▶ **Instructions for the task**
Scan the entries and copy each line where the word "nine" is present.

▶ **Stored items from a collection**

━━━━━━

//! Twilio Programmable Voice integration
//!
//! Parses voice webhooks, authenticates them, and renders TwiML replies.

pub mod error;
pub mod twiml;
pub mod webhook;

pub use error::TwilioError;
pub use twiml::{Gather, Say, VoiceResponse};
pub use webhook::{
    CallStatus, StatusCallbackForm, VoiceWebhookForm, WebhookQuery, action_url, compute_signature,
    parse_form, secrets_match, verify_signature,
};
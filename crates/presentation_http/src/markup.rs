//! Rendering of turn directives as TwiML
//!
//! Every listening directive points the provider back at `/voice/incoming`
//! with the sequence it has to echo, so a redelivered callback can be
//! recognized and answered with the same markup.

use domain::{ClipId, NextAction, Utterance};
use infrastructure::TelephonyConfig;
use integration_twilio::{Gather, Say, TwilioError, VoiceResponse, action_url};
use secrecy::ExposeSecret;

pub const INCOMING_PATH: &str = "/voice/incoming";

/// Render one directive for the provider
pub fn render(
    action: &NextAction,
    sequence: u32,
    telephony: &TelephonyConfig,
) -> Result<VoiceResponse, TwilioError> {
    let markup = Markup::new(telephony);

    let response = match action {
        NextAction::Prompt { text } | NextAction::Reprompt { text } => {
            markup.listen(Gather::new(markup.action(sequence)?).say(markup.say(text)), sequence)?
        },
        NextAction::Continue { utterance, .. } => {
            let gather = markup.utterance(Gather::new(markup.action(sequence)?), utterance);
            markup.listen(gather, sequence)?
        },
        NextAction::Terminate {
            reply, farewell, ..
        } => {
            let response = match reply {
                Some(reply) => markup.speak(VoiceResponse::new(), reply),
                None => VoiceResponse::new(),
            };
            markup.speak(response, farewell).hangup()
        },
    };

    Ok(response)
}

struct Markup<'a> {
    telephony: &'a TelephonyConfig,
}

impl<'a> Markup<'a> {
    const fn new(telephony: &'a TelephonyConfig) -> Self {
        Self { telephony }
    }

    fn action(&self, sequence: u32) -> Result<String, TwilioError> {
        action_url(
            self.telephony.base_url(),
            INCOMING_PATH,
            self.telephony.webhook_secret.expose_secret(),
            Some(sequence),
        )
    }

    fn audio_url(&self, clip: &ClipId) -> String {
        format!("{}/audio/{clip}", self.telephony.base_url())
    }

    fn say(&self, text: &str) -> Say {
        let say = Say::new(text).language(self.telephony.speech_language.as_str());
        match self.telephony.say_voice.as_deref() {
            Some(voice) => say.voice(voice),
            None => say,
        }
    }

    fn speak(&self, response: VoiceResponse, utterance: &Utterance) -> VoiceResponse {
        match utterance {
            Utterance::Clip(clip) => response.play(self.audio_url(clip)),
            Utterance::Text(text) => response.say(self.say(text)),
        }
    }

    fn utterance(&self, gather: Gather, utterance: &Utterance) -> Gather {
        match utterance {
            Utterance::Clip(clip) => gather.play(self.audio_url(clip)),
            Utterance::Text(text) => gather.say(self.say(text)),
        }
    }

    /// Gather speech, then come back with an empty result if the gather
    /// ends without calling its action
    fn listen(&self, gather: Gather, sequence: u32) -> Result<VoiceResponse, TwilioError> {
        let gather = gather
            .timeout(self.telephony.gather_timeout_secs)
            .language(self.telephony.speech_language.as_str());
        Ok(VoiceResponse::new()
            .gather(gather)
            .redirect(self.action(sequence)?))
    }
}

#[cfg(test)]
mod tests {
    use domain::TerminationReason;
    use secrecy::SecretString;

    use super::*;

    fn telephony() -> TelephonyConfig {
        TelephonyConfig {
            webhook_secret: SecretString::from("s3cret"),
            public_base_url: "https://voice.example.com/".to_string(),
            ..TelephonyConfig::default()
        }
    }

    #[test]
    fn prompt_gathers_speech_and_redirects() {
        let action = NextAction::Prompt {
            text: "How can I help?".to_string(),
        };
        let xml = render(&action, 1, &telephony()).unwrap().to_xml();

        assert!(xml.contains(
            "<Gather input=\"speech\" action=\"https://voice.example.com/voice/incoming?secret=s3cret&amp;turn=1\""
        ));
        assert!(xml.contains("timeout=\"15\""));
        assert!(xml.contains("actionOnEmptyResult=\"true\""));
        assert!(xml.contains("<Say language=\"en-US\">How can I help?</Say></Gather>"));
        assert!(xml.ends_with(
            "<Redirect method=\"POST\">https://voice.example.com/voice/incoming?secret=s3cret&amp;turn=1</Redirect></Response>"
        ));
        assert!(!xml.contains("<Hangup/>"));
    }

    #[test]
    fn continue_plays_clip() {
        let clip = ClipId::new();
        let action = NextAction::Continue {
            reply: "We're open nine to five".to_string(),
            utterance: Utterance::Clip(clip),
        };
        let xml = render(&action, 2, &telephony()).unwrap().to_xml();

        assert!(xml.contains(&format!(
            "<Play>https://voice.example.com/audio/{clip}</Play></Gather>"
        )));
        assert!(xml.contains("turn=2"));
        assert!(!xml.contains("We're open"));
    }

    #[test]
    fn continue_without_clip_lets_provider_speak() {
        let action = NextAction::Continue {
            reply: "We're open nine to five".to_string(),
            utterance: Utterance::Text("We're open nine to five".to_string()),
        };
        let xml = render(&action, 2, &telephony()).unwrap().to_xml();

        assert!(xml.contains("<Say language=\"en-US\">We&apos;re open nine to five</Say></Gather>"));
        assert!(!xml.contains("<Play>"));
    }

    #[test]
    fn terminate_plays_reply_then_farewell_then_hangs_up() {
        let clip = ClipId::new();
        let action = NextAction::Terminate {
            reason: TerminationReason::TurnLimitReached,
            reply: Some(Utterance::Clip(clip)),
            farewell: Utterance::Text("Thank you for calling.".to_string()),
        };
        let xml = render(&action, 4, &telephony()).unwrap().to_xml();

        assert!(xml.ends_with(&format!(
            "<Response><Play>https://voice.example.com/audio/{clip}</Play>\
             <Say language=\"en-US\">Thank you for calling.</Say><Hangup/></Response>"
        )));
        assert!(!xml.contains("<Gather"));
        assert!(!xml.contains("<Redirect"));
    }

    #[test]
    fn synthesized_farewell_is_played() {
        let reply = ClipId::new();
        let farewell = ClipId::new();
        let action = NextAction::Terminate {
            reason: TerminationReason::TurnLimitReached,
            reply: Some(Utterance::Clip(reply)),
            farewell: Utterance::Clip(farewell),
        };
        let xml = render(&action, 4, &telephony()).unwrap().to_xml();

        assert!(xml.ends_with(&format!(
            "<Response><Play>https://voice.example.com/audio/{reply}</Play>\
             <Play>https://voice.example.com/audio/{farewell}</Play><Hangup/></Response>"
        )));
        assert!(!xml.contains("<Say"));
    }

    #[test]
    fn terminate_without_reply_says_farewell() {
        let action = NextAction::Terminate {
            reason: TerminationReason::NoSpeechDetected,
            reply: None,
            farewell: Utterance::Text("Goodbye.".to_string()),
        };
        let xml = render(&action, 3, &telephony()).unwrap().to_xml();
        assert!(xml.ends_with("<Response><Say language=\"en-US\">Goodbye.</Say><Hangup/></Response>"));
    }

    #[test]
    fn configured_voice_is_used() {
        let mut config = telephony();
        config.say_voice = Some("Polly.Joanna".to_string());
        let action = NextAction::Reprompt {
            text: "Sorry?".to_string(),
        };
        let xml = render(&action, 2, &config).unwrap().to_xml();
        assert!(xml.contains("<Say voice=\"Polly.Joanna\" language=\"en-US\">Sorry?</Say>"));
    }

    #[test]
    fn invalid_base_url_is_an_error() {
        let mut config = telephony();
        config.public_base_url = "not a url".to_string();
        let action = NextAction::Prompt {
            text: "Hi".to_string(),
        };
        assert!(matches!(
            render(&action, 1, &config),
            Err(TwilioError::InvalidUrl(_))
        ));
    }
}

━━━━━━

▶ **Answer for this exercise**
            reply: "We're open nine to five".to_string(),
            reply: "We're open nine to five".to_string(),
            utterance: Utterance::Text("We're open nine to five".to_string()),
        assert!(xml.contains("<Say language=\"en-US\">We&apos;re open nine to five</Say></Gather>"));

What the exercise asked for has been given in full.